[[ Data extract open ]]
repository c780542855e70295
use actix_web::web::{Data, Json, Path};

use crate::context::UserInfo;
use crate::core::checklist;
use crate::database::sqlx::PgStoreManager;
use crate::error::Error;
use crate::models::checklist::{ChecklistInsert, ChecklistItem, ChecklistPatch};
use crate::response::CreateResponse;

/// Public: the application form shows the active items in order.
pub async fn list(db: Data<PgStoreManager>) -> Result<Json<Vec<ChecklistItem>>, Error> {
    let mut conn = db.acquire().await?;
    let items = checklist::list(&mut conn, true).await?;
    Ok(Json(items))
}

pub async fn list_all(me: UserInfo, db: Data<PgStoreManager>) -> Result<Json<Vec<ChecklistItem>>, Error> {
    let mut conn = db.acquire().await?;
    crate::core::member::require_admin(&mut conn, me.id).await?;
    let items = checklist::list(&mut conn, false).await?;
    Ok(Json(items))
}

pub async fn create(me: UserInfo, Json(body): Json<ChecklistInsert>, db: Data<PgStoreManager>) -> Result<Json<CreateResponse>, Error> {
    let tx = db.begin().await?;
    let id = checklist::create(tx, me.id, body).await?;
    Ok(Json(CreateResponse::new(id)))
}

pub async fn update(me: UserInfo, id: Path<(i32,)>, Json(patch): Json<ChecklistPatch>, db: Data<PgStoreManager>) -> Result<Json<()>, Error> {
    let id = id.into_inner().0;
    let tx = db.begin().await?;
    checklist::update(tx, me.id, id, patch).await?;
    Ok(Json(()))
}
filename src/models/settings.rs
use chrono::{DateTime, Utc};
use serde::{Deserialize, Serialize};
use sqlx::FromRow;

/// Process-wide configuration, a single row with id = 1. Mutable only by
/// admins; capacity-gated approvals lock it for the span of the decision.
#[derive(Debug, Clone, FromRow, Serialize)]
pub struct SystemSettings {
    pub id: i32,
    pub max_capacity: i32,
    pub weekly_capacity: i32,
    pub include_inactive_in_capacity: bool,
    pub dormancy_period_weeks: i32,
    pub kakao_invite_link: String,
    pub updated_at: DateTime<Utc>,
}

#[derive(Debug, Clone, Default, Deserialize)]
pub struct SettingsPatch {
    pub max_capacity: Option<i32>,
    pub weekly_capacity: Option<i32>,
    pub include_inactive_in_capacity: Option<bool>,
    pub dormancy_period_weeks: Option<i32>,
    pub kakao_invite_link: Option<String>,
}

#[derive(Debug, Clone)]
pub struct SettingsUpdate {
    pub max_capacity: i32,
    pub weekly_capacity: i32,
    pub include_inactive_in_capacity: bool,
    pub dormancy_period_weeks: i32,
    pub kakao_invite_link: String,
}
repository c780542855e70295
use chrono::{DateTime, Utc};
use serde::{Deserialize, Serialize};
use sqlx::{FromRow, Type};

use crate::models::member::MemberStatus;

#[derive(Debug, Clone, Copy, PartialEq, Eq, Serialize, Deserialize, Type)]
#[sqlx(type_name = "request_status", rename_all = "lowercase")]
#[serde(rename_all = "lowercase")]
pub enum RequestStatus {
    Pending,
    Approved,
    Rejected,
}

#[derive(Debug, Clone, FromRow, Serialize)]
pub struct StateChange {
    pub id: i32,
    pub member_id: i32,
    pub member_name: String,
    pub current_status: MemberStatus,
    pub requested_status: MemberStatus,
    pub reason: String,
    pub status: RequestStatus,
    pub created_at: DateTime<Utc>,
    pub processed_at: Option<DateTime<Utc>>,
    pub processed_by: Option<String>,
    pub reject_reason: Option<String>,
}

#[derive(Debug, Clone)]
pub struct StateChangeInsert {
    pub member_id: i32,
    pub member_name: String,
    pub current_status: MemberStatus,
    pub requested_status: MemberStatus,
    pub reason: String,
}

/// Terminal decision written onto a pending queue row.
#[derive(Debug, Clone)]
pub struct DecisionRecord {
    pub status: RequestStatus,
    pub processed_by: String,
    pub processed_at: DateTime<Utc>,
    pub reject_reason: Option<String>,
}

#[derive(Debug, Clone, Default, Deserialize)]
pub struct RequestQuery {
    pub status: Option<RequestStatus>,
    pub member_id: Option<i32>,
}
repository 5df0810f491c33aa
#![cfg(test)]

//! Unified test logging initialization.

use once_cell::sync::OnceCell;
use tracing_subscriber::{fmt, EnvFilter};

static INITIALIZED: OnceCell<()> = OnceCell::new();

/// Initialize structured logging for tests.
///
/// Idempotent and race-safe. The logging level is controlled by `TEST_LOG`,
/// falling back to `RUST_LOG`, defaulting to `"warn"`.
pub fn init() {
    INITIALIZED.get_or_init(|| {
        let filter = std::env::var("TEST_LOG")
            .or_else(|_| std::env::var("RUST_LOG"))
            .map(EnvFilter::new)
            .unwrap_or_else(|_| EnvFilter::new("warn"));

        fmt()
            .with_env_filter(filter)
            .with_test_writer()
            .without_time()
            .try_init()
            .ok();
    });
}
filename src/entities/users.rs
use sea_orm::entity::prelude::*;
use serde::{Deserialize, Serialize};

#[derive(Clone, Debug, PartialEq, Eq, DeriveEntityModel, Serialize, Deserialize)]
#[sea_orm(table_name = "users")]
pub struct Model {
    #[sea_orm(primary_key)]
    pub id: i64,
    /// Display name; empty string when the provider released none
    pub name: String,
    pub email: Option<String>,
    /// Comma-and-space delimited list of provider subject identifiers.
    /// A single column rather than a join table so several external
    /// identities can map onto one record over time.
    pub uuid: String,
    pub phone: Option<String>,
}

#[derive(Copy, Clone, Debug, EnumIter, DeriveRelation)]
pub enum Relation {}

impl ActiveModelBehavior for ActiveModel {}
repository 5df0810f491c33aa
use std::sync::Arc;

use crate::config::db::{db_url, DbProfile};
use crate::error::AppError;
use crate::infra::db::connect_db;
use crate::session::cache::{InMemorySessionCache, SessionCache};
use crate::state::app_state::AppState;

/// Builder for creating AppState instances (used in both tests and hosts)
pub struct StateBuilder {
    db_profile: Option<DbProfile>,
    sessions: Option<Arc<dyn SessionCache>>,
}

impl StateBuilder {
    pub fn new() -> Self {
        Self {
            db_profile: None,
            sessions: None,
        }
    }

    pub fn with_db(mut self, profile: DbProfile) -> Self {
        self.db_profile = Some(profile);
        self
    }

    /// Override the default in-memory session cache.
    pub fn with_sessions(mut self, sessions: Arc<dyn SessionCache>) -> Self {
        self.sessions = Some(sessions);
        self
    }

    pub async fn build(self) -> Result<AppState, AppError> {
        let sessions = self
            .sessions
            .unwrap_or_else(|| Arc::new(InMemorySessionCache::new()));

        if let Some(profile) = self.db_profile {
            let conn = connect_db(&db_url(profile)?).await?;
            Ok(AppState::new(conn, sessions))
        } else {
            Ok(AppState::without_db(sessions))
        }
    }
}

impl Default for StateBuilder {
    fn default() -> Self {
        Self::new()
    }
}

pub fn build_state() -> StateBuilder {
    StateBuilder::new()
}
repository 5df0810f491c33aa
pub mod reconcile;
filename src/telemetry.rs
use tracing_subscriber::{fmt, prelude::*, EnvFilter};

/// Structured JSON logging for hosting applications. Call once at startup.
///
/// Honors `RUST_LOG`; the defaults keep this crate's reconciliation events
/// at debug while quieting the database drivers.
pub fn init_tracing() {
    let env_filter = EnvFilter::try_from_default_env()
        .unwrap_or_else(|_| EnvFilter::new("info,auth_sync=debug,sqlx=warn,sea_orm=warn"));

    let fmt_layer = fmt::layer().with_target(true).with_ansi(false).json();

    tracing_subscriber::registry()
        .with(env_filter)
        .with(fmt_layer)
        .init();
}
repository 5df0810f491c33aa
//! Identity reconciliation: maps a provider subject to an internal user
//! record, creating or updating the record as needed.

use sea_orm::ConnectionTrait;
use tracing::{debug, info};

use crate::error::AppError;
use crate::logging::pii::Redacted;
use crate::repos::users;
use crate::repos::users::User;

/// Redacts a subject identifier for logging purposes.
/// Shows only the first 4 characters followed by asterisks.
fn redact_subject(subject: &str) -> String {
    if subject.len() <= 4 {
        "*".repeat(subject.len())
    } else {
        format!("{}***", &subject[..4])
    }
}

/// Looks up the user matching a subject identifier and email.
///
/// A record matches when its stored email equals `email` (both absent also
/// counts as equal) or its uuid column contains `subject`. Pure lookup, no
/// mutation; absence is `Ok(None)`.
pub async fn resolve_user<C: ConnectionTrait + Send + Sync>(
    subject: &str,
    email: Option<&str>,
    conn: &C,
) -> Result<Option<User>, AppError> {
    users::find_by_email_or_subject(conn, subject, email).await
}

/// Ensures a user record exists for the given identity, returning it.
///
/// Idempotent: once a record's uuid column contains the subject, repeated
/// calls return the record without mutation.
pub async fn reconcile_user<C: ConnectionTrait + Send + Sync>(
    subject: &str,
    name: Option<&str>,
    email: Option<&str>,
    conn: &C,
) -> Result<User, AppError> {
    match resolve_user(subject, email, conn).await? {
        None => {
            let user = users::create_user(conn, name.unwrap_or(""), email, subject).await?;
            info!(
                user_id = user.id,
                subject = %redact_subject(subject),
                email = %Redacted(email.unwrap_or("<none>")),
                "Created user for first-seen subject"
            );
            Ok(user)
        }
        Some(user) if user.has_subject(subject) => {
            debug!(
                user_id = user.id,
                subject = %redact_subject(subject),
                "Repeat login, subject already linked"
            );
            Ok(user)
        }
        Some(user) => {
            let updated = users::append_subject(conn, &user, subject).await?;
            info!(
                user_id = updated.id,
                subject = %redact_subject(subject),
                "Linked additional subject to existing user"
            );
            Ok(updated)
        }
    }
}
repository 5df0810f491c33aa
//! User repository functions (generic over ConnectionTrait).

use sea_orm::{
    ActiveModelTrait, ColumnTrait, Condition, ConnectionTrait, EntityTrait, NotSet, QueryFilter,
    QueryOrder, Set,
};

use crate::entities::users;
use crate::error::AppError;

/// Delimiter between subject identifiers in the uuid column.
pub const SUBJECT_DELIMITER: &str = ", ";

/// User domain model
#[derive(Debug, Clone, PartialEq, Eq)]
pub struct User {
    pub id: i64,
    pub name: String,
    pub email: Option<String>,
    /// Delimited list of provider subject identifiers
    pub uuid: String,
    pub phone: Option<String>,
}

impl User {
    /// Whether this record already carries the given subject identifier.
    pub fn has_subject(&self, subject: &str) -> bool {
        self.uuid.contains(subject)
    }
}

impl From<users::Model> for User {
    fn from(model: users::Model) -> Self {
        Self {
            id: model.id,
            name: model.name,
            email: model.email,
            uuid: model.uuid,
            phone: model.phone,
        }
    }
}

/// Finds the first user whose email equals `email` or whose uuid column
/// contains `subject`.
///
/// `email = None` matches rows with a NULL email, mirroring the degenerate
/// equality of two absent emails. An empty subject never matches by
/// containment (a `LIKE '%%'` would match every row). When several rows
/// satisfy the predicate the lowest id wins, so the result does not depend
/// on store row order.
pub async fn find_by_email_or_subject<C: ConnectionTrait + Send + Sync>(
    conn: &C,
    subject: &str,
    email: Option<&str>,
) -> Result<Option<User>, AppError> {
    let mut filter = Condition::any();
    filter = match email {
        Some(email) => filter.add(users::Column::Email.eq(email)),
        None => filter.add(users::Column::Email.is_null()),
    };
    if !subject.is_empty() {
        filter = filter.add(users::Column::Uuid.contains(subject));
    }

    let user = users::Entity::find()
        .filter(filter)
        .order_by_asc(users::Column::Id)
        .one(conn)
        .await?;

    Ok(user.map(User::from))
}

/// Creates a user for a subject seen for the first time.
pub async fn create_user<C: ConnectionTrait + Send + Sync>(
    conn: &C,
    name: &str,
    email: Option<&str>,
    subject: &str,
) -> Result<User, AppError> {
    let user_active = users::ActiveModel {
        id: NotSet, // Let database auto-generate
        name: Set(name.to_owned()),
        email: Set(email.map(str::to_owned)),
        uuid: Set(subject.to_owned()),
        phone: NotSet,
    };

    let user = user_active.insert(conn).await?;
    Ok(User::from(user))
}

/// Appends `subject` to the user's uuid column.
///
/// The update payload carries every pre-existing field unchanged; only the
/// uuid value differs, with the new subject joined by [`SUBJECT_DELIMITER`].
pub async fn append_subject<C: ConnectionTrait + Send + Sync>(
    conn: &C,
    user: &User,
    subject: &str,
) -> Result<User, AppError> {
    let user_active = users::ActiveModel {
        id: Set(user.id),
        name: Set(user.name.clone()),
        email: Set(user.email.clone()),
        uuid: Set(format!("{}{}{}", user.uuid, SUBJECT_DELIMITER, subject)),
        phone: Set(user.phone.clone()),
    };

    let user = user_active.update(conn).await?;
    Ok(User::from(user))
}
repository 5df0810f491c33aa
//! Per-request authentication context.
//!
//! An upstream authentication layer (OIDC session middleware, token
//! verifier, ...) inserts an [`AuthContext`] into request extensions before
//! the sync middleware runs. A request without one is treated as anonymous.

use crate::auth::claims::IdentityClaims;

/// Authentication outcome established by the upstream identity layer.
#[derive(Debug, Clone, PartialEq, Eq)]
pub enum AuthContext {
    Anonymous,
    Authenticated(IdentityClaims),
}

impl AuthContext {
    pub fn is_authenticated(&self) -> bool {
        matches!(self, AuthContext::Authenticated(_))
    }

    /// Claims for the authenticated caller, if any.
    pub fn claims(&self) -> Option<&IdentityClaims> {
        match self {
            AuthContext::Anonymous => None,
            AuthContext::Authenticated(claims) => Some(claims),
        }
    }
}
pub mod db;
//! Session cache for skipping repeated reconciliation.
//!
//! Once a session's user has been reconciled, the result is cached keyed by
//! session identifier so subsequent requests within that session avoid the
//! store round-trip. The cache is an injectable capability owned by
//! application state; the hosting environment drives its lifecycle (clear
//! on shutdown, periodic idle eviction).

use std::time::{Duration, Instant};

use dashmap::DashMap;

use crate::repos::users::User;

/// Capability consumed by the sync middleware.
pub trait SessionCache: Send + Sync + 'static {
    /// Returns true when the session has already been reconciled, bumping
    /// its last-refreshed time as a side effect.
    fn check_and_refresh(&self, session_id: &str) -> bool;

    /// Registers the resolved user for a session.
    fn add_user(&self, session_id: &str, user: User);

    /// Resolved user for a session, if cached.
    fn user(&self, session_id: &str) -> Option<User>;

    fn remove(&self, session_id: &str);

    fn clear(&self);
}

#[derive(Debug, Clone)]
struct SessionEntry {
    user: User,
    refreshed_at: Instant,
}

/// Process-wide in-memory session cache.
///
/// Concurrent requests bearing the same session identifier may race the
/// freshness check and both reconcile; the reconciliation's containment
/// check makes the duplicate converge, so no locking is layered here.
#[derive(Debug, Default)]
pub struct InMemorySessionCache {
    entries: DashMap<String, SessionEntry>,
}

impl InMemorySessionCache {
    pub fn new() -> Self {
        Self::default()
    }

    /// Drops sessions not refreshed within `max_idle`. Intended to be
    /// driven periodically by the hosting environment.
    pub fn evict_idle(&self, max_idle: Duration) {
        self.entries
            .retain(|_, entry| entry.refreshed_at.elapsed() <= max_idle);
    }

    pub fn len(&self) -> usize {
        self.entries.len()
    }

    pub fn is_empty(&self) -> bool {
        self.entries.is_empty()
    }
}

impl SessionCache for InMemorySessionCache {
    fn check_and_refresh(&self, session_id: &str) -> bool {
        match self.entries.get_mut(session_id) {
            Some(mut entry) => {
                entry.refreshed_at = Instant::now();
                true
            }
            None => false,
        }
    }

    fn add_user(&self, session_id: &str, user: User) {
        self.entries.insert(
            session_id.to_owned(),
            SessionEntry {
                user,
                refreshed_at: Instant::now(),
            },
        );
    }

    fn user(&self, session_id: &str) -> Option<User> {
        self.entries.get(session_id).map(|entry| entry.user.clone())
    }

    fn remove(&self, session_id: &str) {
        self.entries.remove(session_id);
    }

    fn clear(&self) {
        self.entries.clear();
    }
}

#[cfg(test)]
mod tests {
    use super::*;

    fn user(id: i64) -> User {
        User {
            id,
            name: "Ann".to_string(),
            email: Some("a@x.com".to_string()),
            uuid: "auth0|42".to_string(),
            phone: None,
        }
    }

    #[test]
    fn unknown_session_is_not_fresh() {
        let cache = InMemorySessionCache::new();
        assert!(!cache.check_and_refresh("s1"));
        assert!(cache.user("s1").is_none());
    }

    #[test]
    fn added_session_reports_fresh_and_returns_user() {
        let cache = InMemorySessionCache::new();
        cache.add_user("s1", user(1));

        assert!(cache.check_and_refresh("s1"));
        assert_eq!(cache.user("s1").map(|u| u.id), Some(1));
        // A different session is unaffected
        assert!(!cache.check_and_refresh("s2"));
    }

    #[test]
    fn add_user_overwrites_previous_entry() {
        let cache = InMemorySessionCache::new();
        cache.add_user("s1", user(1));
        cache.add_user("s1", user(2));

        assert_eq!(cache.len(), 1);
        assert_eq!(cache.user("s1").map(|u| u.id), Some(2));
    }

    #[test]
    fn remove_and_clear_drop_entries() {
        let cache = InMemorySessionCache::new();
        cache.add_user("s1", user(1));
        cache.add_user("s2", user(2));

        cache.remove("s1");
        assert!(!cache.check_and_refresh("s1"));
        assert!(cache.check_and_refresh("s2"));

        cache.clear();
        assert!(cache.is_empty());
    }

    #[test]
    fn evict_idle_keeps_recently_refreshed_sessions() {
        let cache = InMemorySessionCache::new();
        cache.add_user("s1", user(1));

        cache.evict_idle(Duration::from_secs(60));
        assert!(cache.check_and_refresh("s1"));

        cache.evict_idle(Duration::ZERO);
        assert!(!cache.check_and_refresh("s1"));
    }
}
[[ Data extract closed ]]
Directions:
With "first" as the string to match, show every line of the entries above that has it.

Written answer:
/// Shows only the first 4 characters followed by asterisks.
                "Created user for first-seen subject"
/// Finds the first user whose email equals `email` or whose uuid column
/// Creates a user for a subject seen for the first time.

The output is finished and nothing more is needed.